Closed bencameron closed 3 years ago
cc: @tannergooding
This change is by design and was done for IEEE 754 compliance. This blog post goes into more detail about the range of changes that occurred: https://devblogs.microsoft.com/dotnet/floating-point-parsing-and-formatting-improvements-in-net-core-3-0/
This change is by design and was done for IEEE 754 compliance. This blog post goes into more detail
The blog does claim it is making parsers and formatters IEEE 754-2008 compliant. However I cannot find anything about strings (or parsing, or formatting) in the IEEE 754-2008 document.
Displaying "-0" makes .ToString()
on floating point numbers suitable for low-level debugging only. I think it's a bad decision.
However I cannot find anything about strings (or parsing, or formatting) in the IEEE 754-2008 document.
It is covered in 5.12 Details of conversion between floating-point data and external character sequences
:
5.12.1 External character sequences representing zeros, infinities, and NaNs The conversions (described in 5.4.2) from supported formats to external character sequences and back that recover the original floating-point representation, shall recover zeros, infinities, and quiet NaNs, as well as non-zero finite numbers.
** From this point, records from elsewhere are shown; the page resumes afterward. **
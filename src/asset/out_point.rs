//! Reference to a previously created asset

use serde::{Deserialize, Serialize};

use crate::primitives::{hex_serde, H160, H256, U64};
use crate::rlp::{Decodable, Encodable, RlpError, RlpItem};

#[derive(Debug, Clone, PartialEq, Eq, Serialize, Deserialize)]
#[serde(rename_all = "camelCase")]
pub struct AssetOutPoint {
    /// Tracker of the transaction that created the asset
    pub tracker: H256,
    pub index: usize,
    pub asset_type: H256,
    pub shard_id: u16,
    pub quantity: U64,
    /// Lock script hash of the spent output. Informational, never encoded.
    #[serde(default, skip_serializing_if = "Option::is_none")]
    pub lock_script_hash: Option<H160>,
    /// Parameters of the spent output. Informational, never encoded.
    #[serde(
        default,
        skip_serializing_if = "Option::is_none",
        with = "hex_serde::option_bytes_list"
    )]
    pub parameters: Option<Vec<Vec<u8>>>,
}

impl AssetOutPoint {
    pub fn new(tracker: H256, index: usize, asset_type: H256, shard_id: u16, quantity: U64) -> Self {
        Self {
            tracker,
            index,
            asset_type,
            shard_id,
            quantity,
            lock_script_hash: None,
            parameters: None,
        }
    }

    /// Attach the owner hints used by signers to pick an unlock template
    pub fn with_owner(mut self, lock_script_hash: H160, parameters: Vec<Vec<u8>>) -> Self {
        self.lock_script_hash = Some(lock_script_hash);
        self.parameters = Some(parameters);
        self
    }
}

impl Encodable for AssetOutPoint {
    fn to_rlp(&self) -> RlpItem {
        RlpItem::list(vec![
            self.tracker.to_rlp(),
            self.index.to_rlp(),
            self.asset_type.to_rlp(),
            self.shard_id.to_rlp(),
            self.quantity.to_rlp(),
        ])
    }
}

impl Decodable for AssetOutPoint {
    fn from_rlp(item: &RlpItem) -> Result<Self, RlpError> {
        let fields = item.expect_list(5)?;
        Ok(Self::new(
            H256::from_rlp(&fields[0])?,
            usize::from_rlp(&fields[1])?,
            H256::from_rlp(&fields[2])?,
            u16::from_rlp(&fields[3])?,
            U64::from_rlp(&fields[4])?,
        ))
    }
}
In particular, signs of zeros and infinities are preserved.
Displaying "-0" makes .ToString() on floating point numbers suitable for low-level debugging only. I think it's a bad decision.
It was what the majority of languages/frameworks that are IEEE 754 compliant (which is most of them) do (including C/C++, Rust, Javascript, Python, etc).
What format specifier (or workaround) should @charlesroddie use if he wants "default but with no -0" ?
There isn't a way to not print -0
with standard format strings. For those, you need to explicitly convert -0
to +0
(x != 0 ? x : 0
should work).
For custom numeric format strings "0;-0"
should currently work as zero hits the first path, not the second (we may have an issue on this, as custom numeric format strings were largely left untouched and we were to revisit them in the future).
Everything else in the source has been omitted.